El portavoz parlamentario de la coalición, ha instado el Gobierno a presentar "todos los recursos que correspondan" e incluso ha hecho un llamamiento a la insumisión "" ante la nueva ley, si finalmente se aprueba en los términos en los que se ha anunciado.

"Ahora ya nos damos cuenta todos qué es el que pretende el señor Wert cuando habla de hispanizar los alumnos catalanes y, por extensión, de las Baleares y del País Valenciano", ha señalado Barceló quien ha subrayado que la reforma educativa propuesta por el ministro "establece que el catalán no será materia troncal y obliga las CCAA a pagar la escolarización en centros privados de aquellos alumnos que quieran estudiar en castellano al margen del modelo educativo público".

El portavoz de la coalición nacionalista ha destacado que este anteproyecto de ley "echa atrás toda la historia de normalización lingüística que se ha llevado a cabo en las Islas Baleares, con el consenso de toda la comunidad educativa, en los últimos 25 o 30 años", lo cual se nace con el objetivo claro de relegar "totalmente nuestra lengua y cultura hasta extremos sólo comparables a tiempo previos a la restauración de la democracia".
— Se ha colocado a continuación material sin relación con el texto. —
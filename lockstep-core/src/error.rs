//! Errors reported by the sorted collections.
//!
//! Only conditions a caller can act on are errors. Removing a value that is
//! not present, or traversing an empty list, are normal outcomes.

use thiserror::Error;

#[derive(Debug, Error)]
pub enum ListError {
    /// Node storage could not be obtained. The list is left unchanged.
    #[error("node storage exhausted: limit of {limit} nodes reached")]
    AllocationFailure { limit: usize },

    /// Configuration rejected at construction time.
    #[error("invalid list configuration: {0}")]
    InvalidConfig(String),

    /// The output sink failed while printing.
    #[error("failed to write list contents")]
    Io(#[from] std::io::Error),
}

impl ListError {
    pub fn is_allocation_failure(&self) -> bool {
        matches!(self, ListError::AllocationFailure { .. })
    }
}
Por último, Barceló ha afirmado que Wert "está más preocupado por potenciar la religión, dar preponderancia al castellano sobre las otras lenguas oficiales y destinar recursos al sector privado que por mejorar realmente el sistema educativo", y ha lamentado que esté ocurriendo "justamente en un momento en qué las administraciones públicas no tienen recursos por afrontar los verdaderos problemas de la educación, como por ejemplo el fracaso escolar".

Barceló propone una respuesta contundente

Por otra parte, el portavoz del PSM-Entesa ha propuesto articular una respuesta "contundente" desde los partidos políticos, sindicatos, entidades y la comunidad educativa de las Islas Baleares, con tal de "trasladar al Gobierno español un mensaje claro de oposición a este anteproyecto de ley desde la sociedad civil organizada de nuestro país".